---- RECORDED DATA

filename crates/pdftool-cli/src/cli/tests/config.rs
//! Tests for choosing the run configuration.

use crate::cli::{resolve_config, ConfigNote};
use anyhow::anyhow;
use pdftool_core::config::LoadedConfig;
use std::fs;
use tempfile::tempdir;

fn not_consulted() -> anyhow::Result<LoadedConfig> {
    panic!("default location not consulted")
}

#[test]
fn unusable_default_location_falls_back_to_defaults() {
    let (cfg, note) =
        resolve_config(None, || Err(anyhow!("Not a directory (os error 20)"))).unwrap();
    assert_eq!(cfg.max_redirections, 10);
    match note {
        Some(ConfigNote::Fallback(e)) => assert!(e.to_string().contains("Not a directory")),
        other => panic!("expected Fallback, got {other:?}"),
    }
}

#[test]
fn created_default_is_reported() {
    let dir = tempdir().unwrap();
    let path = dir.path().join("config.toml");
    let (_, note) = resolve_config(None, || {
        pdftool_core::config::load_or_init_at(&path)
    })
    .unwrap();
    match note {
        Some(ConfigNote::Created(created)) => assert_eq!(created, path),
        other => panic!("expected Created, got {other:?}"),
    }
}

#[test]
fn existing_default_has_no_note() {
    let (cfg, note) = resolve_config(None, || {
        Ok(LoadedConfig {
            config: Default::default(),
            created: None,
        })
    })
    .unwrap();
    assert!(note.is_none());
    assert_eq!(cfg.connect_timeout_secs, 15);
}

#[test]
fn explicit_config_must_load() {
    let dir = tempdir().unwrap();
    let missing = dir.path().join("absent.toml");
    let result = resolve_config(Some(missing.as_path()), not_consulted);
    assert!(result.is_err());

    let path = dir.path().join("custom.toml");
    fs::write(&path, "user_agent = \"custom/2\"\n").unwrap();
    let (cfg, note) =
        resolve_config(Some(path.as_path()), not_consulted).unwrap();
    assert_eq!(cfg.user_agent, "custom/2");
    assert!(note.is_none());
}
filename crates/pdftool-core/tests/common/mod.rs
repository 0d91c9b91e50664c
pub mod page_server;
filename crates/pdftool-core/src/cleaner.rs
//! Removal of existing PDF and TXT files from the target directory.

use crate::paths::{self, PDF_SUFFIX, TXT_SUFFIX};
use anyhow::Result;
use std::fs;
use std::path::Path;

/// Result of one cleanup pass.
#[derive(Debug, Clone, Default, PartialEq, Eq)]
pub struct CleanSummary {
    pub deleted: usize,
    pub failed: usize,
}

/// Deletes every entry of `dir` (or the cwd) whose name ends in `.pdf` or `.txt`.
///
/// A missing directory means there is nothing to delete. A path that exists but
/// is not a directory is an error. A file that cannot be removed is logged and
/// counted; the remaining files are still processed.
pub fn delete_all_pdf_and_txt(dir: &Path) -> Result<CleanSummary> {
    let mut summary = CleanSummary::default();
    if !dir.as_os_str().is_empty() && !dir.exists() {
        tracing::debug!("{} does not exist, nothing to delete", dir.display());
        return Ok(summary);
    }

    let targets: Vec<String> = paths::list_files(dir)?
        .into_iter()
        .filter(|name| name.ends_with(PDF_SUFFIX) || name.ends_with(TXT_SUFFIX))
        .collect();

    for name in targets {
        match fs::remove_file(paths::join_target(dir, &name)) {
            Ok(()) => {
                summary.deleted += 1;
                tracing::debug!("Deleted {}", name);
            }
            Err(e) => {
                summary.failed += 1;
                tracing::warn!("could not delete {}: {}", name, e);
            }
        }
    }

    tracing::info!(
        "Deleted {} files in {}",
        summary.deleted,
        paths::absolute_path(dir)
    );
    if summary.failed > 0 {
        tracing::warn!("Failed to delete {} files", summary.failed);
    }
    Ok(summary)
}
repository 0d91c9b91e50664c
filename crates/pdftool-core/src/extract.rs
//! PDF text extraction.
//!
//! [`PdfExtractor`] uses `pdf_extract`, which can panic on malformed input
//! rather than returning an error. Calls are wrapped in
//! [`std::panic::catch_unwind`] so a corrupt file becomes an
//! [`ExtractionError`] instead of aborting the batch.

use std::fs;
use std::io;
use std::panic::{self, AssertUnwindSafe};
use std::path::{Path, PathBuf};
use thiserror::Error;

#[derive(Debug, Error)]
pub enum ExtractionError {
    #[error("failed to read {path}: {source}")]
    Io {
        path: PathBuf,
        #[source]
        source: io::Error,
    },
    #[error("malformed PDF {path}: {message}")]
    Malformed { path: PathBuf, message: String },
    #[error("PDF extraction panicked on {path} (malformed document)")]
    Panicked { path: PathBuf },
}

/// Capability to turn a PDF file into plain text.
pub trait TextExtractor {
    fn extract_text(&self, path: &Path) -> Result<String, ExtractionError>;
}

/// [`TextExtractor`] backed by the `pdf-extract` crate.
#[derive(Debug, Clone, Copy, Default)]
pub struct PdfExtractor;

impl TextExtractor for PdfExtractor {
    fn extract_text(&self, path: &Path) -> Result<String, ExtractionError> {
        let data = fs::read(path).map_err(|source| ExtractionError::Io {
            path: path.to_path_buf(),
            source,
        })?;
        let result = panic::catch_unwind(AssertUnwindSafe(|| {
            pdf_extract::extract_text_from_mem(&data)
        }));
        match result {
            Ok(Ok(text)) => Ok(text),
            Ok(Err(e)) => Err(ExtractionError::Malformed {
                path: path.to_path_buf(),
                message: e.to_string(),
            }),
            Err(_) => Err(ExtractionError::Panicked {
                path: path.to_path_buf(),
            }),
        }
    }
}

#[cfg(test)]
mod tests {
    use super::*;

    #[test]
    fn missing_file_is_io_error() {
        let dir = tempfile::tempdir().unwrap();
        let err = PdfExtractor
            .extract_text(&dir.path().join("absent.pdf"))
            .unwrap_err();
        assert!(matches!(err, ExtractionError::Io { .. }));
    }

    #[test]
    fn garbage_bytes_fail_without_panicking() {
        let dir = tempfile::tempdir().unwrap();
        let path = dir.path().join("corrupt.pdf");
        fs::write(&path, b"this is not a pdf at all").unwrap();
        let err = PdfExtractor.extract_text(&path).unwrap_err();
        assert!(matches!(
            err,
            ExtractionError::Malformed { .. } | ExtractionError::Panicked { .. }
        ));
        assert!(err.to_string().contains("corrupt.pdf"));
    }
}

--------

WHAT IS EXPECTED: Lines containing "CleanSummary": tally them across the records above and give the total alone.

EXERCISE OUTPUT: 3